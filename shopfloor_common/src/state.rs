//! Machine lifecycle state shared by all phase engines.
//!
//! Exactly one `MachineState` is active per machine at any time. Cross
//! transitions go through `Idle`; the legal edges are enforced by the phase
//! engines, which pre-check before calling `BaseMachine::transition_to`.

use serde::{Deserialize, Serialize};

/// Lifecycle state of a production machine.
///
/// `UnplannedStop` exits only via error resolution back to `Idle`;
/// `PlannedStop` exits when the shift break ends.
#[derive(Debug, Clone, Copy, PartialEq, Eq, Hash, Serialize, Deserialize)]
#[repr(u8)]
pub enum MachineState {
    /// Ready, no active order cycle.
    Idle = 0,
    /// Preparing for production (die heating, calibration, electrode check).
    Setup = 1,
    /// Producing - the phase sub-FSM is advancing.
    Running = 2,
    /// Stopped for a scheduled shift break.
    PlannedStop = 3,
    /// Stopped on a simulated machine error until its expected end.
    UnplannedStop = 4,
}

impl MachineState {
    /// Convert from raw `u8`. Returns `None` for invalid values.
    #[inline]
    pub const fn from_u8(value: u8) -> Option<Self> {
        match value {
            0 => Some(Self::Idle),
            1 => Some(Self::Setup),
            2 => Some(Self::Running),
            3 => Some(Self::PlannedStop),
            4 => Some(Self::UnplannedStop),
            _ => None,
        }
    }

    /// Stable display name used on OPC UA and the observer REST surface.
    pub const fn as_str(&self) -> &'static str {
        match self {
            Self::Idle => "Idle",
            Self::Setup => "Setup",
            Self::Running => "Running",
            Self::PlannedStop => "PlannedStop",
            Self::UnplannedStop => "UnplannedStop",
        }
    }
}

impl Default for MachineState {
    fn default() -> Self {
        Self::Idle
    }
}

impl std::fmt::Display for MachineState {
    fn fmt(&self, f: &mut std::fmt::Formatter<'_>) -> std::fmt::Result {
        f.write_str(self.as_str())
    }
}

#[cfg(test)]
mod tests {
    use super::*;

    #[test]
    fn test_from_u8_roundtrip() {
        for raw in 0..=4u8 {
            let state = MachineState::from_u8(raw).unwrap();
            assert_eq!(state as u8, raw);
        }
        assert_eq!(MachineState::from_u8(5), None);
    }

    #[test]
    fn test_display_names() {
        assert_eq!(MachineState::Idle.to_string(), "Idle");
        assert_eq!(MachineState::UnplannedStop.to_string(), "UnplannedStop");
    }

    #[test]
    fn test_default_is_idle() {
        assert_eq!(MachineState::default(), MachineState::Idle);
    }
}
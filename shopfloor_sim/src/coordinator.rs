//! Production line coordinator.
//!
//! Owns the three stations and the buffers between them for their full
//! lifetime and advances everything on one common tick. The picker borrows
//! the forming output buffer and the welder input buffer for the duration of
//! each tick, so no cross-station state is ever shared between ticks.
//!
//! The line order is assigned to the forming press (head of the line) while
//! progress is reported from the spot welder (end of the line).

use crate::machine::{MachineConfig, MachineEvent, MachineSimulator};
use crate::machines::forming::{FormingConfig, FormingMachine};
use crate::machines::picker::{PickerConfig, PickerRobot};
use crate::machines::spotwelder::{SpotWelder, SpotWelderConfig};
use crate::metrics::{MetricsCollector, OeeResult, StationSample};
use chrono::{DateTime, Utc};
use shopfloor_common::nodes::{DataType, NodeDefinition, Value, ValueMap};
use shopfloor_common::state::MachineState;
use shopfloor_common::types::{OrderStatus, ProductionOrder};
use std::time::Duration;
use tracing::{info, warn};

/// Overall production line state.
#[derive(Debug, Clone, Copy, PartialEq, Eq)]
pub enum LineState {
    /// Startup, before the first tick.
    Setup,
    /// All machines productive or between jobs.
    Running,
    /// No machine active (e.g. shift break).
    Stopped,
    /// At least one machine in an unplanned stop.
    Error,
}

impl LineState {
    pub const fn as_str(&self) -> &'static str {
        match self {
            Self::Setup => "Setup",
            Self::Running => "Running",
            Self::Stopped => "Stopped",
            Self::Error => "Error",
        }
    }
}

/// Production line configuration.
#[derive(Debug, Clone)]
pub struct LineConfig {
    pub forming_machine_name: String,
    pub picker_robot_name: String,
    pub spot_welder_name: String,
    pub line_name: String,
    /// Nominal line takt used for the OEE performance component.
    pub theoretical_cycle_time: Duration,
    pub forming_buffer_capacity: usize,
    pub welder_buffer_capacity: usize,
}

impl Default for LineConfig {
    fn default() -> Self {
        Self {
            forming_machine_name: "FormingMachine".to_string(),
            picker_robot_name: "PickerRobot".to_string(),
            spot_welder_name: "SpotWelder".to_string(),
            line_name: "ProductionLine".to_string(),
            theoretical_cycle_time: Duration::from_secs(60),
            forming_buffer_capacity: 5,
            welder_buffer_capacity: 3,
        }
    }
}

/// Coordinates the forming press, picker robot and spot welder.
pub struct Coordinator {
    config: LineConfig,
    forming: FormingMachine,
    picker: PickerRobot,
    welder: SpotWelder,
    metrics: MetricsCollector,

    line_state: LineState,
    start_time: DateTime<Utc>,
    last_update: DateTime<Utc>,
    uptime: Duration,
    downtime: Duration,

    total_parts_completed: u32,
    total_parts_scrap: u32,
    total_parts_started: u32,
    forming_completed: u32,
    picking_completed: u32,
    welding_completed: u32,

    current_order: Option<ProductionOrder>,
    /// Welder good count when the current order was assigned.
    order_baseline_good: u32,

    active_errors: u32,
    last_error_code: String,
    last_error_machine: String,
}
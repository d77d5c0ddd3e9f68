//! Environment configuration loading and validation.
//!
//! All knobs come from environment variables; malformed values are fatal
//! startup errors rather than silently falling back to defaults. Durations
//! accept `ms`, `s`, `m` and `h` suffixes (`500ms`, `10s`, `1.5m`).

use serde::Serialize;
use std::time::Duration;
use thiserror::Error;

/// Error type for configuration loading and validation.
#[derive(Debug, Clone, Error)]
pub enum ConfigError {
    /// An environment variable could not be parsed.
    #[error("invalid value {value:?} for {key}: {reason}")]
    InvalidValue {
        key: &'static str,
        value: String,
        reason: String,
    },

    /// A value parsed but violates its allowed range.
    #[error("{key} out of range: {reason}")]
    OutOfRange { key: &'static str, reason: String },
}

/// Shift schedule model.
#[derive(Debug, Clone, Copy, PartialEq, Eq, Serialize)]
pub enum ShiftModel {
    /// One day shift 08-17 with three breaks.
    OneShift,
    /// Day and late shift, 06-14 and 14-22.
    TwoShift,
    /// Morning, afternoon and night, covering 24 h.
    ThreeShift,
}

impl ShiftModel {
    fn parse(value: &str) -> Result<Self, ConfigError> {
        match value {
            "1-shift" => Ok(Self::OneShift),
            "2-shift" => Ok(Self::TwoShift),
            "3-shift" => Ok(Self::ThreeShift),
            other => Err(ConfigError::InvalidValue {
                key: "SHIFT_MODEL",
                value: other.to_string(),
                reason: "expected 1-shift, 2-shift or 3-shift".to_string(),
            }),
        }
    }
}

/// Static simulator configuration, loaded once at startup.
#[derive(Debug, Clone)]
pub struct Config {
    /// Non-empty selects the three-station line; empty the single robot.
    pub line_type: Option<String>,
    pub simulator_name: String,
    pub opcua_port: u16,
    pub health_port: u16,

    pub erp_endpoint: String,
    pub erp_order_path: String,
    pub erp_shift_path: String,

    pub publish_interval: Duration,
    pub cycle_time: Duration,
    pub setup_time: Duration,

    pub scrap_rate: f64,
    pub error_rate: f64,
    pub order_min_qty: u32,
    pub order_max_qty: u32,

    pub timezone: String,
    pub shift_model: ShiftModel,
}

impl Config {
    /// Load configuration from environment variables with defaults.
    pub fn from_env() -> Result<Self, ConfigError> {
        let cfg = Self {
            line_type: match env_or("LINE_TYPE", "") {
                s if s.is_empty() => None,
                s => Some(s),
            },
            simulator_name: env_or("SIMULATOR_NAME", "WeldingRobot-01"),
            opcua_port: env_parsed("OPCUA_PORT", 4840)?,
            health_port: env_parsed("HEALTH_PORT", 8081)?,

            erp_endpoint: env_or("ERP_ENDPOINT", "http://localhost:8080"),
            erp_order_path: env_or("ERP_ORDER_PATH", "/api/v1/production-orders"),
            erp_shift_path: env_or("ERP_SHIFT_PATH", "/api/v1/shifts"),

            publish_interval: env_duration("PUBLISH_INTERVAL", Duration::from_secs(1))?,
            cycle_time: env_duration("CYCLE_TIME", Duration::from_secs(60))?,
            setup_time: env_duration("SETUP_TIME", Duration::from_secs(45))?,

            scrap_rate: env_parsed("SCRAP_RATE", 0.03)?,
            error_rate: env_parsed("ERROR_RATE", 0.02)?,
            order_min_qty: env_parsed("ORDER_MIN_QTY", 50)?,
            order_max_qty: env_parsed("ORDER_MAX_QTY", 500)?,

            timezone: env_or("TIMEZONE", "Europe/Berlin"),
            shift_model: ShiftModel::parse(&env_or("SHIFT_MODEL", "3-shift"))?,
        };
        cfg.validate()?;
        Ok(cfg)
    }

    /// Semantic validation of loaded values.
    pub fn validate(&self) -> Result<(), ConfigError> {
        if !(0.0..=1.0).contains(&self.scrap_rate) {
            return Err(ConfigError::OutOfRange {
                key: "SCRAP_RATE",
                reason: format!("{} not in [0, 1]", self.scrap_rate),
            });
        }
        if !(0.0..=1.0).contains(&self.error_rate) {
            return Err(ConfigError::OutOfRange {
                key: "ERROR_RATE",
                reason: format!("{} not in [0, 1]", self.error_rate),
            });
        }
        if self.order_min_qty == 0 || self.order_min_qty > self.order_max_qty {
            return Err(ConfigError::OutOfRange {
                key: "ORDER_MIN_QTY",
                reason: format!(
                    "min {} must be positive and <= max {}",
                    self.order_min_qty, self.order_max_qty
                ),
            });
        }
        if self.publish_interval.is_zero() || self.cycle_time.is_zero() {
            return Err(ConfigError::OutOfRange {
                key: "PUBLISH_INTERVAL",
                reason: "publish interval and cycle time must be non-zero".to_string(),
            });
        }
        Ok(())
    }

    /// True when running the three-station line.
    pub fn is_line_mode(&self) -> bool {
        self.line_type.is_some()
    }
}

fn env_or(key: &'static str, default: &str) -> String {
    match std::env::var(key) {
        Ok(v) if !v.is_empty() => v,
        _ => default.to_string(),
    }
}

fn env_parsed<T: std::str::FromStr>(key: &'static str, default: T) -> Result<T, ConfigError>
where
    T::Err: std::fmt::Display,
{
    match std::env::var(key) {
        Ok(v) if !v.is_empty() => v.parse().map_err(|e: T::Err| ConfigError::InvalidValue {
            key,
            value: v,
            reason: e.to_string(),
        }),
        _ => Ok(default),
    }
}

fn env_duration(key: &'static str, default: Duration) -> Result<Duration, ConfigError> {
    match std::env::var(key) {
        Ok(v) if !v.is_empty() => parse_duration(&v).ok_or_else(|| ConfigError::InvalidValue {
            key,
            value: v,
            reason: "expected a duration such as 500ms, 10s, 1.5m or 1h".to_string(),
        }),
        _ => Ok(default),
    }
}

/// Parse a duration string with a unit suffix (`ms`, `s`, `m`, `h`).
pub fn parse_duration(value: &str) -> Option<Duration> {
    let value = value.trim();
    let (number, unit) = value
        .char_indices()
        .find(|(_, c)| c.is_ascii_alphabetic())
        .map(|(i, _)| value.split_at(i))?;
    let amount: f64 = number.parse().ok()?;
    if amount < 0.0 || !amount.is_finite() {
        return None;
    }
    let seconds = match unit {
        "ms" => amount / 1000.0,
        "s" => amount,
        "m" => amount * 60.0,
        "h" => amount * 3600.0,
        _ => return None,
    };
    Some(Duration::from_secs_f64(seconds))
}

#[cfg(test)]
mod tests {
    use super::*;

    #[test]
    fn test_parse_duration_units() {
        assert_eq!(parse_duration("500ms"), Some(Duration::from_millis(500)));
        assert_eq!(parse_duration("10s"), Some(Duration::from_secs(10)));
        assert_eq!(parse_duration("1.5m"), Some(Duration::from_secs(90)));
        assert_eq!(parse_duration("2h"), Some(Duration::from_secs(7200)));
        assert_eq!(parse_duration("10"), None);
        assert_eq!(parse_duration("abc"), None);
        assert_eq!(parse_duration("-5s"), None);
    }

    fn make_config() -> Config {
        Config {
            line_type: None,
            simulator_name: "WeldingRobot-01".into(),
            opcua_port: 4840,
            health_port: 8081,
            erp_endpoint: "http://localhost:8080".into(),
            erp_order_path: "/api/v1/production-orders".into(),
            erp_shift_path: "/api/v1/shifts".into(),
            publish_interval: Duration::from_secs(1),
            cycle_time: Duration::from_secs(60),
            setup_time: Duration::from_secs(45),
            scrap_rate: 0.03,
            error_rate: 0.02,
            order_min_qty: 50,
            order_max_qty: 500,
            timezone: "Europe/Berlin".into(),
            shift_model: ShiftModel::ThreeShift,
        }
    }

    #[test]
    fn test_validate_accepts_defaults() {
        assert!(make_config().validate().is_ok());
    }

    #[test]
    fn test_validate_rejects_bad_rates() {
        let mut cfg = make_config();
        cfg.scrap_rate = 1.5;
        assert!(matches!(
            cfg.validate(),
            Err(ConfigError::OutOfRange { key: "SCRAP_RATE", .. })
        ));
    }

    #[test]
    fn test_validate_rejects_inverted_order_quantities() {
        let mut cfg = make_config();
        cfg.order_min_qty = 600;
        assert!(cfg.validate().is_err());
    }

    #[test]
    fn test_shift_model_parse() {
        assert_eq!(ShiftModel::parse("1-shift").unwrap(), ShiftModel::OneShift);
        assert_eq!(ShiftModel::parse("2-shift").unwrap(), ShiftModel::TwoShift);
        assert_eq!(ShiftModel::parse("3-shift").unwrap(), ShiftModel::ThreeShift);
        assert!(ShiftModel::parse("4-shift").is_err());
    }
}
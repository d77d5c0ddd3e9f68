//! Bounded FIFO part buffer between stations.
//!
//! Buffers are the only ownership hand-off point between stations. They are
//! not internally synchronized; only the simulation thread touches them,
//! tick-scoped through the coordinator.

use shopfloor_common::types::Part;
use std::collections::VecDeque;

/// Bounded FIFO of in-flight parts.
#[derive(Debug)]
pub struct PartBuffer {
    capacity: usize,
    queue: VecDeque<Part>,
}

impl PartBuffer {
    pub fn new(capacity: usize) -> Self {
        Self {
            capacity,
            queue: VecDeque::with_capacity(capacity),
        }
    }

    /// Add a part. Fails exactly when the buffer is at capacity.
    pub fn push(&mut self, part: Part) -> Result<(), Part> {
        if self.queue.len() >= self.capacity {
            return Err(part);
        }
        self.queue.push_back(part);
        Ok(())
    }

    /// Remove and return the oldest part.
    pub fn pop(&mut self) -> Option<Part> {
        self.queue.pop_front()
    }

    /// The oldest part without removing it.
    pub fn peek(&self) -> Option<&Part> {
        self.queue.front()
    }

    pub fn len(&self) -> usize {
        self.queue.len()
    }

    pub fn is_empty(&self) -> bool {
        self.queue.is_empty()
    }

    pub fn is_full(&self) -> bool {
        self.queue.len() >= self.capacity
    }

    pub fn capacity(&self) -> usize {
        self.capacity
    }
}

#[cfg(test)]
mod tests {
    use super::*;
    use chrono::Utc;

    fn make_part(n: u32) -> Part {
        Part::new(
            format!("PART-2026-08-02-{n:04}"),
            "LN-2026-01001".into(),
            "FormingMachine",
            Utc::now(),
        )
    }

    #[test]
    fn test_fifo_order() {
        let mut buf = PartBuffer::new(3);
        buf.push(make_part(1)).unwrap();
        buf.push(make_part(2)).unwrap();
        assert_eq!(buf.pop().unwrap().id, "PART-2026-08-02-0001");
        assert_eq!(buf.pop().unwrap().id, "PART-2026-08-02-0002");
        assert!(buf.pop().is_none());
    }

    #[test]
    fn test_push_fails_only_when_full() {
        let mut buf = PartBuffer::new(2);
        assert!(buf.push(make_part(1)).is_ok());
        assert!(buf.push(make_part(2)).is_ok());
        assert!(buf.is_full());

        // The rejected part comes back to the caller.
        let rejected = buf.push(make_part(3)).unwrap_err();
        assert_eq!(rejected.id, "PART-2026-08-02-0003");
        assert_eq!(buf.len(), 2);

        buf.pop();
        assert!(buf.push(make_part(3)).is_ok());
    }

    #[test]
    fn test_peek_does_not_remove() {
        let mut buf = PartBuffer::new(2);
        buf.push(make_part(7)).unwrap();
        assert_eq!(buf.peek().unwrap().id, "PART-2026-08-02-0007");
        assert_eq!(buf.len(), 1);
    }

    #[test]
    fn test_count_stays_within_bounds() {
        let mut buf = PartBuffer::new(5);
        for i in 0..20 {
            let _ = buf.push(make_part(i));
            assert!(buf.len() <= buf.capacity());
        }
        for _ in 0..20 {
            buf.pop();
        }
        assert!(buf.is_empty());
    }
}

# # # # #

● Task goal
Transcribe the entries above word for word, from the first line through the line containing "engines, which pre-check", and nothing else.

● Answer for the task
filename shopfloor_common/src/state.rs
//! Machine lifecycle state shared by all phase engines.
//!
//! Exactly one `MachineState` is active per machine at any time. Cross
//! transitions go through `Idle`; the legal edges are enforced by the phase
//! engines, which pre-check before calling `BaseMachine::transition_to`.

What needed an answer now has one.